If I do multiple of the below - one for each topic:
KafkaSource<T> kafkaDataSource = KafkaSource<T>builder().setBootstrapServers(consumerProps.getProperty("bootstrap.servers")).setTopics(topic).setDeserializer(deserializer).setGroupId(identifier)
.setProperties(consumerProps).build();
The deserializer seems to get into some issue and ends up reading data from different topic of different schema than it meant for and fails!
If I provide all topics in the same KafkaSource then watermarks seems to be progress across the topics together.

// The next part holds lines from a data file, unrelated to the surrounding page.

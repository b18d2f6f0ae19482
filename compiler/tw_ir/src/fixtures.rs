//! Tree builder for tests.
//!
//! Splits markup fragments into tokens the way the markup tokenizer does
//! for attribute-level text, assigning exact locations as it goes. Each
//! call continues where the previous one stopped, so nodes built in
//! document order get the locations a real parse would give them.

use crate::{
    BlockCodeGen, BlockKind, Composite, ContentKind, Leaf, Node, SourceLocation, SpanCodeGen,
    Token, TokenKind,
};

/// Builds token trees with consistent source locations.
#[derive(Clone, Debug, Default)]
pub struct TreeBuilder {
    location: SourceLocation,
}

impl TreeBuilder {
    pub fn new() -> Self {
        Self::default()
    }

    /// Start building at `location`.
    pub fn at(location: SourceLocation) -> Self {
        TreeBuilder { location }
    }

    /// Where the next token will start.
    pub fn location(&self) -> SourceLocation {
        self.location
    }

    /// Tokenize `text` at the current location and move past it.
    pub fn tokens(&mut self, text: &str) -> Vec<Token> {
        let mut tokens = Vec::new();
        let mut rest = text;
        while let Some(c) = rest.chars().next() {
            let (kind, len) = if let Some(kind) = TokenKind::punctuation(c) {
                (kind, c.len_utf8())
            } else if rest.starts_with("\r\n") {
                (TokenKind::NewLine, 2)
            } else if c == '\n' || c == '\r' {
                (TokenKind::NewLine, 1)
            } else if c.is_whitespace() {
                (TokenKind::Whitespace, run_len(rest, is_inline_space))
            } else {
                (TokenKind::Text, run_len(rest, is_text_char))
            };
            let (content, tail) = rest.split_at(len);
            let token = Token::new(kind, content, self.location);
            self.location = token.end();
            tokens.push(token);
            rest = tail;
        }
        tokens
    }

    pub fn leaf(&mut self, kind: ContentKind, code_gen: SpanCodeGen, text: &str) -> Node {
        let start = self.location;
        let tokens = self.tokens(text);
        Leaf::new(kind, code_gen, tokens, start).into()
    }

    /// A markup leaf rendered verbatim.
    pub fn markup(&mut self, text: &str) -> Node {
        self.leaf(ContentKind::Markup, SpanCodeGen::Markup, text)
    }

    /// A markup leaf with no descriptor, as attribute framing is parsed.
    pub fn framing(&mut self, text: &str) -> Node {
        self.leaf(ContentKind::Markup, SpanCodeGen::Null, text)
    }

    /// A code leaf rendered as an expression.
    pub fn code(&mut self, text: &str) -> Node {
        self.leaf(ContentKind::Code, SpanCodeGen::Expression, text)
    }

    /// A composite whose children are built by `children`, in order.
    pub fn block(
        &mut self,
        kind: BlockKind,
        code_gen: BlockCodeGen,
        children: impl FnOnce(&mut Self) -> Vec<Node>,
    ) -> Node {
        let start = self.location;
        let children = children(self);
        Composite {
            kind,
            code_gen,
            children,
            start,
        }
        .into()
    }

    /// A start tag composite.
    pub fn tag(&mut self, children: impl FnOnce(&mut Self) -> Vec<Node>) -> Composite {
        let start = self.location;
        Composite {
            kind: BlockKind::Tag,
            code_gen: BlockCodeGen::Null,
            children: children(self),
            start,
        }
    }
}

fn is_inline_space(c: char) -> bool {
    c.is_whitespace() && c != '\n' && c != '\r'
}

fn is_text_char(c: char) -> bool {
    !c.is_whitespace() && TokenKind::punctuation(c).is_none()
}

fn run_len(text: &str, pred: impl Fn(char) -> bool) -> usize {
    text.char_indices()
        .find(|&(_, c)| !pred(c))
        .map_or(text.len(), |(i, _)| i)
}
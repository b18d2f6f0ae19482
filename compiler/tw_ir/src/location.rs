//! Source locations.
//!
//! A [`SourceLocation`] is a point in the document: absolute character
//! index plus zero-based line and column. Markup diagnostics are reported
//! against these, so every node and token carries one.

use std::fmt;

/// A point in the source document.
///
/// All three components are zero-based and count characters, not bytes.
#[derive(Copy, Clone, Eq, PartialEq, Hash, Default, PartialOrd, Ord)]
pub struct SourceLocation {
    /// Characters from the start of the document.
    pub absolute_index: u32,
    /// Zero-based line number.
    pub line_index: u32,
    /// Zero-based column within the line.
    pub character_index: u32,
}

impl SourceLocation {
    /// The start of the document.
    pub const ZERO: SourceLocation = SourceLocation {
        absolute_index: 0,
        line_index: 0,
        character_index: 0,
    };

    #[inline]
    pub const fn new(absolute_index: u32, line_index: u32, character_index: u32) -> Self {
        SourceLocation {
            absolute_index,
            line_index,
            character_index,
        }
    }

    /// Location immediately after `text`, assuming `text` starts here.
    ///
    /// `\n` and a lone `\r` start a new line; `\r\n` counts as a single
    /// line break.
    #[must_use]
    pub fn advance(self, text: &str) -> SourceLocation {
        let mut location = self;
        let mut chars = text.chars().peekable();
        while let Some(c) = chars.next() {
            location.absolute_index += 1;
            let breaks_line = c == '\n' || (c == '\r' && chars.peek() != Some(&'\n'));
            if breaks_line {
                location.line_index += 1;
                location.character_index = 0;
            } else {
                location.character_index += 1;
            }
        }
        location
    }
}

impl fmt::Debug for SourceLocation {
    fn fmt(&self, f: &mut fmt::Formatter<'_>) -> fmt::Result {
        write!(
            f,
            "({}:{},{})",
            self.absolute_index, self.line_index, self.character_index
        )
    }
}

impl fmt::Display for SourceLocation {
    fn fmt(&self, f: &mut fmt::Formatter<'_>) -> fmt::Result {
        write!(f, "{}:{}", self.line_index + 1, self.character_index + 1)
    }
}

/// Character length of `text` as used in diagnostics.
pub fn char_len(text: &str) -> u32 {
    u32::try_from(text.chars().count()).unwrap_or(u32::MAX)
}

#[cfg(test)]
mod tests;
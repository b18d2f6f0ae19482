//! Attribute value extraction from a single leaf.
//!
//! Reads `name`, `name=value`, `name='value'`, or `name="value"` out of one
//! leaf in a single left-to-right pass:
//!
//! 1. Whitespace is skipped and the first text token becomes the name.
//! 2. At `=`, an immediately following quote is taken as the opening
//!    delimiter. The value starts right after the `=` or the quote.
//! 3. Everything after that is the value, minus a trailing quote when an
//!    opening quote was consumed.
//!
//! Whitespace between the name and `=` is not supported and is reported
//! as a malformed attribute.

use tracing::trace;
use tw_diagnostic::DiagnosticSink;
use tw_ir::{char_len, AttributeValueStyle, Leaf, LeafTokens, Node, Token, TokenKind};

use crate::{AttributeError, AttributeResult, BoundAttributes, ValueStartTracker};

/// Read one attribute out of `leaf`.
///
/// Returns `None` when no attribute could be read. A leaf holding only
/// whitespace fails silently: it is what an attribute list looks like
/// while the next attribute is still being typed. Anything else that
/// fails is reported as [`AttributeError::Malformed`].
pub fn extract_attribute(
    leaf: &Leaf,
    bound: &BoundAttributes<'_>,
    sink: &mut dyn DiagnosticSink,
) -> Option<AttributeResult> {
    let tokens = &leaf.tokens;
    if has_space_before_equals(tokens) {
        trace!(leaf_start = ?leaf.start, "whitespace before `=`");
        return malformed(leaf, sink);
    }

    let mut tracker = ValueStartTracker::new(leaf.start);
    let mut name = None;
    let mut value_style = AttributeValueStyle::Minimized;
    let mut value_range = None;

    let mut i = 0;
    while i < tokens.len() {
        let token = &tokens[i];
        match token.kind {
            TokenKind::Equals => {
                tracker.resume_after(token);
                value_style = AttributeValueStyle::NoQuotes;

                let mut value_from = i + 1;
                let mut quoted = false;
                if let Some(quote) = tokens.get(value_from).filter(|t| t.is_quote()) {
                    tracker.resume_after(quote);
                    value_style = if quote.kind == TokenKind::SingleQuote {
                        AttributeValueStyle::SingleQuotes
                    } else {
                        AttributeValueStyle::DoubleQuotes
                    };
                    value_from += 1;
                    quoted = true;
                }

                let mut value_to = tokens.len();
                if quoted && value_to > value_from && tokens[value_to - 1].is_quote() {
                    value_to -= 1;
                }
                value_range = Some(value_from..value_to);
                break;
            }
            TokenKind::Text if name.is_none() => {
                name = Some(token.content.clone());
                tracker.skip(token);
            }
            _ => tracker.skip(token),
        }
        i += 1;
    }

    let Some(name) = name else {
        if leaf.is_blank() {
            trace!(leaf_start = ?leaf.start, "blank attribute fragment");
            return None;
        }
        return malformed(leaf, sink);
    };

    let value_tokens: LeafTokens = value_range
        .map(|range| tokens[range].iter().cloned().collect())
        .unwrap_or_default();
    let value = Leaf {
        kind: leaf.kind,
        code_gen: leaf.code_gen.clone(),
        tokens: value_tokens,
        start: tracker.location(),
    };
    let value = bound.classify(&name, value);

    Some(AttributeResult {
        name,
        value: Node::Leaf(value),
        value_style,
    })
}

/// Whether the name is separated from `=` by whitespace, as in `name ="x"`.
///
/// Unsupported in both attribute forms. The attribute is reported as
/// malformed.
pub(crate) fn has_space_before_equals(tokens: &[Token]) -> bool {
    let Some(equals) = tokens.iter().position(|t| t.kind == TokenKind::Equals) else {
        return false;
    };
    let named = tokens[..equals].iter().any(|t| t.kind == TokenKind::Text);
    named && equals > 0 && tokens[equals - 1].is_whitespace()
}

fn malformed(leaf: &Leaf, sink: &mut dyn DiagnosticSink) -> Option<AttributeResult> {
    sink.record(AttributeError::Malformed.into_diagnostic(leaf.start, char_len(&leaf.content())));
    None
}

#[cfg(test)]
#[allow(clippy::unwrap_used, reason = "Tests use unwrap for brevity")]
mod tests;
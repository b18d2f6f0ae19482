use super::*;

#[test]
fn every_code_is_documented() {
    for code in ErrorCode::ALL {
        let doc = ErrorDocs::get(*code).unwrap_or_default();
        assert!(!doc.is_empty(), "{code} has no documentation");
        assert!(
            doc.starts_with(&format!("# {code}")),
            "{code} docs should start with a `# {code}` heading"
        );
    }
}
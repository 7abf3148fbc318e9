//! Template backed by a pre-rasterised image.

use std::sync::Arc;

use crate::error::{FilterError, Result};
use crate::sky_image::SkyImage;

use super::validate::finite;
use super::{Template, DENSITY_FLOOR};

/// Shifted lookup into an external image.
///
/// Only the shift `(x0, y0)` is a free parameter; the pixel data travels
/// with the shape descriptor.
#[derive(Debug, Clone, PartialEq)]
pub struct ImageFilter {
    x0: f64,
    y0: f64,
    source: Arc<SkyImage>,
}

impl ImageFilter {
    /// Parameter names in packing order.
    pub const PARAM_NAMES: &'static [&'static str] = &["x0", "y0"];

    /// Template reading `source` shifted by `(x0, y0)`.
    pub fn new(x0: f64, y0: f64, source: Arc<SkyImage>) -> Result<Self> {
        Ok(Self {
            x0: finite(Self::KIND, "x0", x0)?,
            y0: finite(Self::KIND, "y0", y0)?,
            source,
        })
    }

    /// Rebuild from `[x0, y0]`.
    pub fn from_params(p: &[f64], source: Arc<SkyImage>) -> Result<Self> {
        match *p {
            [x0, y0] => Self::new(x0, y0, source),
            _ => Err(FilterError::ParameterCountMismatch {
                expected: 2,
                got: p.len(),
            }),
        }
    }

    /// Image the template reads from.
    pub fn source(&self) -> &Arc<SkyImage> {
        &self.source
    }
}

impl Template for ImageFilter {
    const KIND: &'static str = "ImageFilter";

    fn evaluate(&self, x: f64, y: f64) -> f64 {
        self.source.interpolate(x - self.x0, y - self.y0) + DENSITY_FLOOR
    }

    fn pack_into(&self, out: &mut Vec<f64>) {
        out.extend_from_slice(&[self.x0, self.y0]);
    }
}
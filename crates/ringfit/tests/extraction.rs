use approx::assert_abs_diff_eq;
use ringfit::{
    best_of, combine, pack, rasterize, scale, Constant, Divergence, DivergenceKind,
    ExtractionContext, ExtractionSpec, Filter, FilterShape, GaussianRing, OptimizeResult,
    Optimizer, SkyImage,
};

const NPIX: usize = 64;
const RANGE: [f64; 2] = [-60.0, 60.0];

/// Compass search inside the box: probe `±step` along each axis, keep any
/// improvement, halve all steps after a sweep that improves nothing.
struct CompassSearch {
    max_sweeps: usize,
    initial_fraction: f64,
    min_fraction: f64,
}

impl Default for CompassSearch {
    fn default() -> Self {
        Self {
            max_sweeps: 4000,
            initial_fraction: 0.25,
            min_fraction: 1e-7,
        }
    }
}

impl Optimizer for CompassSearch {
    fn minimize(
        &self,
        objective: &dyn Fn(&[f64]) -> f64,
        lower: &[f64],
        upper: &[f64],
        initial: &[f64],
    ) -> OptimizeResult {
        let mut x = initial.to_vec();
        let mut fx = objective(&x);
        let mut fraction = self.initial_fraction;
        let mut sweeps = 0;

        while sweeps < self.max_sweeps && fraction >= self.min_fraction {
            sweeps += 1;
            let mut improved = false;
            for k in 0..x.len() {
                let step = fraction * (upper[k] - lower[k]);
                for dir in [1.0, -1.0] {
                    let mut trial = x.clone();
                    trial[k] = (x[k] + dir * step).clamp(lower[k], upper[k]);
                    let ft = objective(&trial);
                    if ft < fx {
                        x = trial;
                        fx = ft;
                        improved = true;
                        break;
                    }
                }
            }
            if !improved {
                fraction *= 0.5;
            }
        }

        OptimizeResult {
            params: x,
            value: fx,
            converged: fraction < self.min_fraction,
            iterations: sweeps,
        }
    }
}

fn truth() -> Filter {
    GaussianRing::new(20.0, 5.0, 0.0, 0.0).unwrap().into()
}

fn observed() -> SkyImage {
    rasterize(&truth(), NPIX, RANGE, RANGE).unwrap()
}

fn context(kind: DivergenceKind, initial: Vec<f64>) -> ExtractionContext {
    let div = Divergence::new(kind, &observed(), FilterShape::GaussianRing).unwrap();
    ExtractionContext::new(
        div,
        vec![10.0, 2.0, -8.0, -8.0],
        vec![30.0, 10.0, 8.0, 8.0],
        initial,
    )
    .unwrap()
}

#[test]
fn truth_is_the_optimum_for_both_divergences() {
    let p = pack(&truth());
    for kind in [DivergenceKind::Bhattacharyya, DivergenceKind::KullbackLeibler] {
        let ctx = context(kind, p.clone());
        let at_truth = ctx.objective(&p).unwrap();
        assert_abs_diff_eq!(at_truth, 0.0, epsilon = 1e-9);

        for k in 0..p.len() {
            for delta in [-1.0, 1.0] {
                let mut q = p.clone();
                q[k] += delta;
                let v = ctx.objective(&q).unwrap();
                assert!(v > at_truth + 1e-6, "{kind:?}: param {k} {delta:+} gives {v}");
            }
        }
    }
}

#[test]
fn bhattacharyya_coefficient_is_one_at_truth() {
    let div = Divergence::new(DivergenceKind::Bhattacharyya, &observed(), FilterShape::GaussianRing)
        .unwrap();
    assert_abs_diff_eq!(div.score(&truth()).unwrap(), 1.0, epsilon = 1e-9);
}

#[test]
fn compass_search_recovers_the_ring() {
    let ctx = context(DivergenceKind::KullbackLeibler, vec![17.0, 6.5, 2.0, -1.5]);
    let fit = ctx.run(&CompassSearch::default()).unwrap();
    let p = &fit.result.params;
    assert_abs_diff_eq!(p[0], 20.0, epsilon = 0.25);
    assert_abs_diff_eq!(p[1], 5.0, epsilon = 0.25);
    assert_abs_diff_eq!(p[2], 0.0, epsilon = 0.25);
    assert_abs_diff_eq!(p[3], 0.0, epsilon = 0.25);
    assert!(fit.result.value < 1e-3);
    assert_eq!(fit.filter.kind(), "GaussianRing");
}

#[test]
fn multistart_runs_share_one_context() {
    let ctx = context(DivergenceKind::Bhattacharyya, vec![20.0, 5.0, 0.0, 0.0]);
    let starts = [
        vec![14.0, 3.0, 4.0, 4.0],
        vec![26.0, 8.0, -4.0, 3.0],
        vec![19.0, 5.5, 1.0, -1.0],
    ];
    let optimizer = CompassSearch::default();
    let results: Vec<_> = std::thread::scope(|s| {
        let handles: Vec<_> = starts
            .iter()
            .map(|start| {
                let ctx = &ctx;
                let optimizer = &optimizer;
                s.spawn(move || {
                    optimizer.minimize(
                        &|p: &[f64]| ctx.penalized_objective(p),
                        ctx.lower(),
                        ctx.upper(),
                        start,
                    )
                })
            })
            .collect();
        handles.into_iter().map(|h| h.join().unwrap()).collect()
    });
    let best = best_of(results).unwrap();
    let ring = ctx.reconstruct(&best.params).unwrap();
    assert!(ctx.divergence().score(&ring).unwrap() > 0.999);
}

#[test]
fn ring_plus_floor_model_from_json() {
    let with_floor = combine(truth(), scale(Constant, 1e-4).unwrap());
    let image = rasterize(&with_floor, NPIX, RANGE, RANGE).unwrap();
    let spec: ExtractionSpec = serde_json::from_str(
        r#"{
            "divergence": "bhattacharyya",
            "shape": { "Sum": ["GaussianRing", { "Scale": "Constant" }] },
            "lower": [10.0, 2.0, -8.0, -8.0, 0.0],
            "upper": [30.0, 10.0, 8.0, 8.0, 0.01],
            "initial": [20.0, 5.0, 0.0, 0.0, 1e-4]
        }"#,
    )
    .unwrap();
    let ctx = spec.into_context(&image).unwrap();
    assert_abs_diff_eq!(ctx.objective(ctx.initial()).unwrap(), 0.0, epsilon = 1e-9);
    let without_floor = ctx.objective(&[20.0, 5.0, 0.0, 0.0, 0.0]).unwrap();
    assert!(without_floor > 1e-6);
}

DataStream<T> dataSource = environment.fromSource(kafkaDataSource,
WatermarkStrategy.<T>forBoundedOutOfOrderness(Duration.ofMillis(2000))
.withTimestampAssigner((event, timestamp) -> {...}, ""));
Also the avro data in the kafka itself holds the first magic byte for schema (schema info is embedded), not using any external avro registry (it's all in the libraries).
It works fine with FlinkKafkaConsumer (created multiple instances of it).
FlinkKafkaConsumer<T> kafkaConsumer = new FlinkKafkaConsumer<>(topic, deserializer, consumerProps);
kafkaConsumer.assignTimestampsAndWatermarks(WatermarkStrategy.<T>forBoundedOutOfOrderness(Duration.ofMillis(2000))
.withTimestampAssigner((event, timestamp) -> {
Not sure if it's a problem the way that I am using? Any pointers on how to solve would be appreciated. Also FlinkKafkaConsumer is deprecated.